In this world everybody is permitted to go back to a previous time, their heartbeats slow down but their minds grow to maturity, for every travel they make bears a new perspective to the events that previously took shape before their eyes. An ardent lover writes the same letter of courtship to a woman who did not remit his passion, in the hope of finally reciprocating his love. But in this world, in the tunnel of time, he was the only one who came back.

The woman proceeds to marry an engineer, bears two daughters, and graduates at the Ateneo Graduate School of Business, but keeps receiving the same letter. The lover whines at the unrequitted love but chose to go back at the exact moment when he writes exactly the same words on the same perfumed stationery. He traps himself in a capsule of happiness that only existed in that point in the arrow of time.

In this world, the heart remains a child. It wants to come back to the terminal of its choice in the tracks of time, as soon as possible. A balloon, a lollipop, a toffee right here, right now. Its revenge is in the form of a sulk. It seeks the laughter of its woman, the tenderness of a forbidden kiss in the stairwell, the tightness of a friend's parting embrace.

This world is a subway full of people who want to go back at their own schedule, in their own cabins, to their chosen points in time.

Pamela One the Only One

Thursday, July 08, 2004 by sky

Such a small world. Callalily forwarded a mail today from her friend working in a cigarette company who's been consistently e-mailing her everyday. I didn't notice until today that one of the recipients was a chillingly familiar name.

Six degrees of separation down to two.

She was one of those that made it to my Could-Have-Been list. I caught her with a smile during our morning stretch exercise back then, to the tune of Rick Astley's "Together Forever".

How appropriate. Just how I always feel when I see a could-have-been on Friendster or on the street, at a fishball stand in UP or in Mang Jimmy's. Music just seems to fill my head--Dionne Warwick's "Going Out of My Head" or Mark Sherman's "Changes in My Life." Yup, even the soundtrack from Beauty and the Beast.

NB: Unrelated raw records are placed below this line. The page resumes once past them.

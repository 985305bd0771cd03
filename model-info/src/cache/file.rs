//! JSON file cache: keeps entries on disk between process runs.

use std::collections::HashMap;
use std::io::ErrorKind;
use std::path::{Path, PathBuf};
use std::time::{Duration, SystemTime, UNIX_EPOCH};

use async_trait::async_trait;
use serde::{Deserialize, Serialize};
use serde_json::Value;
use tokio::sync::{Mutex, MutexGuard};

use super::{Cache, CacheError};

#[derive(Debug, Clone, Serialize, Deserialize)]
struct FileEntry {
    value: Value,
    /// Unix seconds; `None` never expires.
    #[serde(default, skip_serializing_if = "Option::is_none")]
    expires_at: Option<u64>,
}

impl FileEntry {
    fn is_expired(&self, now: u64) -> bool {
        self.expires_at.map(|t| t <= now).unwrap_or(false)
    }
}

type Entries = HashMap<String, FileEntry>;

fn unix_now() -> u64 {
    SystemTime::now()
        .duration_since(UNIX_EPOCH)
        .map(|d| d.as_secs())
        .unwrap_or(0)
}

/// Cache persisted as one JSON object in a file.
///
/// The file is read lazily on first use and rewritten whole on every mutation.
/// A missing file is an empty cache; a file that does not decode is
/// [`CacheError::Corrupt`] on writes and a miss on reads.
pub struct JsonFileCache {
    path: PathBuf,
    entries: Mutex<Option<Entries>>,
}

impl JsonFileCache {
    pub fn new(path: impl AsRef<Path>) -> Self {
        Self {
            path: path.as_ref().to_path_buf(),
            entries: Mutex::new(None),
        }
    }

    pub fn path(&self) -> &Path {
        &self.path
    }

    async fn read_file(&self) -> Result<Entries, CacheError> {
        let contents = match tokio::fs::read_to_string(&self.path).await {
            Ok(c) => c,
            Err(e) if e.kind() == ErrorKind::NotFound => return Ok(Entries::new()),
            Err(e) => return Err(e.into()),
        };
        if contents.trim().is_empty() {
            return Ok(Entries::new());
        }
        serde_json::from_str(&contents)
            .map_err(|e| CacheError::Corrupt(format!("{}: {}", self.path.display(), e)))
    }

    async fn loaded(&self) -> Result<MutexGuard<'_, Option<Entries>>, CacheError> {
        let mut guard = self.entries.lock().await;
        if guard.is_none() {
            *guard = Some(self.read_file().await?);
        }
        Ok(guard)
    }

    async fn persist(&self, entries: &Entries) -> Result<(), CacheError> {
        if let Some(parent) = self.path.parent().filter(|p| !p.as_os_str().is_empty()) {
            tokio::fs::create_dir_all(parent).await?;
        }
        let body = serde_json::to_vec_pretty(entries).map_err(|e| CacheError::Other(e.to_string()))?;
        tokio::fs::write(&self.path, body).await?;
        Ok(())
    }

    async fn mutate<F>(&self, f: F) -> Result<(), CacheError>
    where
        F: FnOnce(&mut Entries) + Send,
    {
        let mut guard = self.loaded().await?;
        let entries = guard.get_or_insert_with(Entries::new);
        let now = unix_now();
        entries.retain(|_, entry| !entry.is_expired(now));
        f(entries);
        self.persist(entries).await
    }
}

#[async_trait]
impl Cache for JsonFileCache {
    async fn get(&self, key: &str) -> Option<Value> {
        let guard = match self.loaded().await {
            Ok(guard) => guard,
            Err(e) => {
                tracing::warn!(path = %self.path.display(), error = %e, "model_info cache file unreadable");
                return None;
            }
        };
        let now = unix_now();
        let value = guard
            .as_ref()
            .and_then(|entries| entries.get(key))
            .filter(|entry| !entry.is_expired(now))
            .map(|entry| entry.value.clone());
        value
    }

    async fn set(&self, key: &str, value: Value, ttl: Option<Duration>) -> Result<(), CacheError> {
        let expires_at = ttl.map(|d| unix_now() + d.as_secs().max(1));
        let key = key.to_string();
        self.mutate(move |entries| {
            entries.insert(key, FileEntry { value, expires_at });
        })
        .await
    }

    async fn delete(&self, key: &str) -> Result<(), CacheError> {
        self.mutate(|entries| {
            entries.remove(key);
        })
        .await
    }

    async fn delete_prefix(&self, prefix: &str) -> Result<(), CacheError> {
        self.mutate(|entries| entries.retain(|key, _| !key.starts_with(prefix)))
            .await
    }

    async fn clear(&self) -> Result<(), CacheError> {
        self.mutate(|entries| entries.clear()).await
    }
}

A pair of red hearts would throb on my eyes plus a bigger one on my chest complete with a thump thump sound effect as she puts on a toothpaste-perfect smile with a bling bling flash to complement my thump thump. I would run slow motion to her and we would get rolling on a lawn, or on the beach. It is always picture, no, movie-perfect. As perfect as Sharon Cuneta and Gabby Concepcion's. Or Kris Aquino and Rene Requiestas'. As in the 80's.

Awr, it's becoming cheesy. We sang at the karaoke (called minus ones--no videokes yet). We went out on an excuse. We had it mutual, to the point that I was already introduced to her parents. It was a forbidden relationship though, and I had to give in. I know I really liked her and I know she liked me too. Even if we were already far from each other.

And now she's married. Could have been my surname on the dash after her last name. Could have been the mother of my children. Could have had a different soundtrack aside from Depeche Mode's "A Question of Lust." Could have been worse. Could have been better.

I'll never know. It won't be and never will, not in this lifetime.

You are here with me and I am the everything

Wednesday, July 07, 2004 by sky

You might have drifted here by accident or by invitation. Either way I know the universe meant for us to meet and that is acceptable. You might be the one who took my life in my previous incarnation but I will not care anymore. Go on, come in. The litmus paper of emotional integrity will stay blue in the face of acidity, and that is me. You cannot put me down. My body will blog.

In the utility van of life I'd rather sit beside the driver. I do not know how to drive but someday I will. It's easier to come out without an obligation to be the first to open the passenger door first, nor an afterthought of others stepping down in the name of consideration and courtesy.

They call it the death seat. Now that's good.